Saved entries:
BEGIN
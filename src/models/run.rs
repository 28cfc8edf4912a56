use std::collections::BTreeMap;
use std::time::Duration;

use chrono::{DateTime, Utc};
use serde::Serialize;
use sqlx::PgPool;

use crate::error::AppError;
use crate::models::search::SearchSpec;

/// Lifecycle of a run: pending -> running -> {completed, failed, cancelled}.
/// The terminal states never transition further.
#[derive(Debug, Clone, Copy, PartialEq, Eq)]
pub enum RunStatus {
    Pending,
    Running,
    Completed,
    Failed,
    Cancelled,
}

impl RunStatus {
    pub fn as_str(&self) -> &'static str {
        match self {
            RunStatus::Pending => "pending",
            RunStatus::Running => "running",
            RunStatus::Completed => "completed",
            RunStatus::Failed => "failed",
            RunStatus::Cancelled => "cancelled",
        }
    }

    pub fn parse(s: &str) -> Option<RunStatus> {
        match s {
            "pending" => Some(RunStatus::Pending),
            "running" => Some(RunStatus::Running),
            "completed" => Some(RunStatus::Completed),
            "failed" => Some(RunStatus::Failed),
            "cancelled" => Some(RunStatus::Cancelled),
            _ => None,
        }
    }

    pub fn is_terminal(&self) -> bool {
        matches!(
            self,
            RunStatus::Completed | RunStatus::Failed | RunStatus::Cancelled
        )
    }
}

/// Classification for candidates discarded during a run. Recorded in the
/// run's histogram so a caller can tell "ran but found nothing" apart from
/// "threw everything away".
#[derive(Debug, Clone, Copy, PartialEq, Eq, PartialOrd, Ord)]
pub enum SkipReason {
    FilterMismatch,
    Duplicate,
    MissingCompanyOrTitle,
    UnreliableCompanyName,
    Exception,
}

impl SkipReason {
    pub fn as_str(&self) -> &'static str {
        match self {
            SkipReason::FilterMismatch => "filter_mismatch",
            SkipReason::Duplicate => "duplicate",
            SkipReason::MissingCompanyOrTitle => "missing_company_or_title",
            SkipReason::UnreliableCompanyName => "unreliable_company_name",
            SkipReason::Exception => "exception",
        }
    }
}

/// Terminal result of one run, written back through the run-control
/// interface during finalization.
#[derive(Debug, Clone)]
pub struct RunOutcome {
    pub status: RunStatus,
    pub jobs_saved: i32,
    pub sources_succeeded: i32,
    pub sources_failed: i32,
    pub skip_reasons: BTreeMap<String, i64>,
    pub error: Option<String>,
    pub duration: Duration,
}

impl RunOutcome {
    pub fn skip_reasons_json(&self) -> serde_json::Value {
        serde_json::to_value(&self.skip_reasons).unwrap_or(serde_json::Value::Null)
    }
}

/// One row in the run queue. Mirrors the scrape_runs table.
#[derive(Debug, Serialize, sqlx::FromRow)]
pub struct ScrapeRun {
    pub id: i32,
    pub spec: serde_json::Value,
    pub status: String,
    pub jobs_saved: Option<i32>,
    pub sources_succeeded: Option<i32>,
    pub sources_failed: Option<i32>,
    pub skip_reasons: Option<serde_json::Value>,
    pub error: Option<String>,
    pub requested_at: DateTime<Utc>,
    pub started_at: Option<DateTime<Utc>>,
    pub finished_at: Option<DateTime<Utc>>,
    pub duration_ms: Option<i64>,
}

impl ScrapeRun {
    /// Deserialize the stored search spec.
    pub fn search_spec(&self) -> Result<SearchSpec, AppError> {
        serde_json::from_value(self.spec.clone())
            .map_err(|e| AppError::InvalidSpec(format!("run {} has a malformed spec: {e}", self.id)))
    }

    /// Insert a new pending run into the queue.
    pub async fn enqueue(pool: &PgPool, spec: &SearchSpec) -> Result<ScrapeRun, AppError> {
        let spec_json = serde_json::to_value(spec)
            .map_err(|e| AppError::InvalidSpec(format!("spec not serializable: {e}")))?;
        let run = sqlx::query_as::<_, ScrapeRun>(
            "INSERT INTO scrape_runs (spec) VALUES ($1) RETURNING *",
        )
        .bind(spec_json)
        .fetch_one(pool)
        .await?;
        Ok(run)
    }

    /// Atomically claim the next pending run. Uses SELECT FOR UPDATE
    /// SKIP LOCKED so concurrent workers never contend over one row.
    pub async fn claim_next(pool: &PgPool) -> Result<Option<ScrapeRun>, AppError> {
        let run = sqlx::query_as::<_, ScrapeRun>(
            "UPDATE scrape_runs SET status = 'running', started_at = NOW()
             WHERE id = (
                 SELECT id FROM scrape_runs
                 WHERE status = 'pending'
                 ORDER BY requested_at
                 LIMIT 1
                 FOR UPDATE SKIP LOCKED
             )
             RETURNING *",
        )
        .fetch_optional(pool)
        .await?;
        Ok(run)
    }

    /// Reset runs left in 'running' by a previous crash back to pending.
    pub async fn recover_stale(pool: &PgPool) -> Result<u64, AppError> {
        let result = sqlx::query(
            "UPDATE scrape_runs SET status = 'pending', started_at = NULL WHERE status = 'running'",
        )
        .execute(pool)
        .await?;
        Ok(result.rows_affected())
    }

    /// Mark a run as failed before the coordinator ever took it, e.g. when
    /// its stored spec does not deserialize.
    pub async fn mark_failed(pool: &PgPool, id: i32, error: &str) -> Result<(), AppError> {
        sqlx::query(
            "UPDATE scrape_runs SET status = 'failed', error = $2, finished_at = NOW() WHERE id = $1",
        )
        .bind(id)
        .bind(error)
        .execute(pool)
        .await?;
        Ok(())
    }

    /// Operator-triggered cancellation. Only non-terminal runs are touched.
    pub async fn request_cancel(pool: &PgPool, id: i32) -> Result<(), AppError> {
        let result = sqlx::query(
            "UPDATE scrape_runs SET status = 'cancelled' WHERE id = $1 AND status IN ('pending', 'running')",
        )
        .bind(id)
        .execute(pool)
        .await?;
        if result.rows_affected() == 0 {
            return Err(AppError::NotFound(format!(
                "Run {id} not found or already terminal"
            )));
        }
        Ok(())
    }

    /// Get recent runs for inspection.
    pub async fn recent(pool: &PgPool, limit: i64) -> Result<Vec<ScrapeRun>, AppError> {
        let runs = sqlx::query_as::<_, ScrapeRun>(
            "SELECT * FROM scrape_runs ORDER BY requested_at DESC LIMIT $1",
        )
        .bind(limit)
        .fetch_all(pool)
        .await?;
        Ok(runs)
    }
}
END
Retype all of the records so that every line matches the original exactly.

filename src/models/run.rs
repository 28cfc8edf4912a56
use std::collections::BTreeMap;
use std::time::Duration;

use chrono::{DateTime, Utc};
use serde::Serialize;
use sqlx::PgPool;

use crate::error::AppError;
use crate::models::search::SearchSpec;

/// Lifecycle of a run: pending -> running -> {completed, failed, cancelled}.
/// The terminal states never transition further.
#[derive(Debug, Clone, Copy, PartialEq, Eq)]
pub enum RunStatus {
    Pending,
    Running,
    Completed,
    Failed,
    Cancelled,
}

impl RunStatus {
    pub fn as_str(&self) -> &'static str {
        match self {
            RunStatus::Pending => "pending",
            RunStatus::Running => "running",
            RunStatus::Completed => "completed",
            RunStatus::Failed => "failed",
            RunStatus::Cancelled => "cancelled",
        }
    }

    pub fn parse(s: &str) -> Option<RunStatus> {
        match s {
            "pending" => Some(RunStatus::Pending),
            "running" => Some(RunStatus::Running),
            "completed" => Some(RunStatus::Completed),
            "failed" => Some(RunStatus::Failed),
            "cancelled" => Some(RunStatus::Cancelled),
            _ => None,
        }
    }

    pub fn is_terminal(&self) -> bool {
        matches!(
            self,
            RunStatus::Completed | RunStatus::Failed | RunStatus::Cancelled
        )
    }
}

/// Classification for candidates discarded during a run. Recorded in the
/// run's histogram so a caller can tell "ran but found nothing" apart from
/// "threw everything away".
#[derive(Debug, Clone, Copy, PartialEq, Eq, PartialOrd, Ord)]
pub enum SkipReason {
    FilterMismatch,
    Duplicate,
    MissingCompanyOrTitle,
    UnreliableCompanyName,
    Exception,
}

impl SkipReason {
    pub fn as_str(&self) -> &'static str {
        match self {
            SkipReason::FilterMismatch => "filter_mismatch",
            SkipReason::Duplicate => "duplicate",
            SkipReason::MissingCompanyOrTitle => "missing_company_or_title",
            SkipReason::UnreliableCompanyName => "unreliable_company_name",
            SkipReason::Exception => "exception",
        }
    }
}

/// Terminal result of one run, written back through the run-control
/// interface during finalization.
#[derive(Debug, Clone)]
pub struct RunOutcome {
    pub status: RunStatus,
    pub jobs_saved: i32,
    pub sources_succeeded: i32,
    pub sources_failed: i32,
    pub skip_reasons: BTreeMap<String, i64>,
    pub error: Option<String>,
    pub duration: Duration,
}

impl RunOutcome {
    pub fn skip_reasons_json(&self) -> serde_json::Value {
        serde_json::to_value(&self.skip_reasons).unwrap_or(serde_json::Value::Null)
    }
}

/// One row in the run queue. Mirrors the scrape_runs table.
#[derive(Debug, Serialize, sqlx::FromRow)]
pub struct ScrapeRun {
    pub id: i32,
    pub spec: serde_json::Value,
    pub status: String,
    pub jobs_saved: Option<i32>,
    pub sources_succeeded: Option<i32>,
    pub sources_failed: Option<i32>,
    pub skip_reasons: Option<serde_json::Value>,
    pub error: Option<String>,
    pub requested_at: DateTime<Utc>,
    pub started_at: Option<DateTime<Utc>>,
    pub finished_at: Option<DateTime<Utc>>,
    pub duration_ms: Option<i64>,
}

impl ScrapeRun {
    /// Deserialize the stored search spec.
    pub fn search_spec(&self) -> Result<SearchSpec, AppError> {
        serde_json::from_value(self.spec.clone())
            .map_err(|e| AppError::InvalidSpec(format!("run {} has a malformed spec: {e}", self.id)))
    }

    /// Insert a new pending run into the queue.
    pub async fn enqueue(pool: &PgPool, spec: &SearchSpec) -> Result<ScrapeRun, AppError> {
        let spec_json = serde_json::to_value(spec)
            .map_err(|e| AppError::InvalidSpec(format!("spec not serializable: {e}")))?;
        let run = sqlx::query_as::<_, ScrapeRun>(
            "INSERT INTO scrape_runs (spec) VALUES ($1) RETURNING *",
        )
        .bind(spec_json)
        .fetch_one(pool)
        .await?;
        Ok(run)
    }

    /// Atomically claim the next pending run. Uses SELECT FOR UPDATE
    /// SKIP LOCKED so concurrent workers never contend over one row.
    pub async fn claim_next(pool: &PgPool) -> Result<Option<ScrapeRun>, AppError> {
        let run = sqlx::query_as::<_, ScrapeRun>(
            "UPDATE scrape_runs SET status = 'running', started_at = NOW()
             WHERE id = (
                 SELECT id FROM scrape_runs
                 WHERE status = 'pending'
                 ORDER BY requested_at
                 LIMIT 1
                 FOR UPDATE SKIP LOCKED
             )
             RETURNING *",
        )
        .fetch_optional(pool)
        .await?;
        Ok(run)
    }

    /// Reset runs left in 'running' by a previous crash back to pending.
    pub async fn recover_stale(pool: &PgPool) -> Result<u64, AppError> {
        let result = sqlx::query(
            "UPDATE scrape_runs SET status = 'pending', started_at = NULL WHERE status = 'running'",
        )
        .execute(pool)
        .await?;
        Ok(result.rows_affected())
    }

    /// Mark a run as failed before the coordinator ever took it, e.g. when
    /// its stored spec does not deserialize.
    pub async fn mark_failed(pool: &PgPool, id: i32, error: &str) -> Result<(), AppError> {
        sqlx::query(
            "UPDATE scrape_runs SET status = 'failed', error = $2, finished_at = NOW() WHERE id = $1",
        )
        .bind(id)
        .bind(error)
        .execute(pool)
        .await?;
        Ok(())
    }

    /// Operator-triggered cancellation. Only non-terminal runs are touched.
    pub async fn request_cancel(pool: &PgPool, id: i32) -> Result<(), AppError> {
        let result = sqlx::query(
            "UPDATE scrape_runs SET status = 'cancelled' WHERE id = $1 AND status IN ('pending', 'running')",
        )
        .bind(id)
        .execute(pool)
        .await?;
        if result.rows_affected() == 0 {
            return Err(AppError::NotFound(format!(
                "Run {id} not found or already terminal"
            )));
        }
        Ok(())
    }

    /// Get recent runs for inspection.
    pub async fn recent(pool: &PgPool, limit: i64) -> Result<Vec<ScrapeRun>, AppError> {
        let runs = sqlx::query_as::<_, ScrapeRun>(
            "SELECT * FROM scrape_runs ORDER BY requested_at DESC LIMIT $1",
        )
        .bind(limit)
        .fetch_all(pool)
        .await?;
        Ok(runs)
    }
}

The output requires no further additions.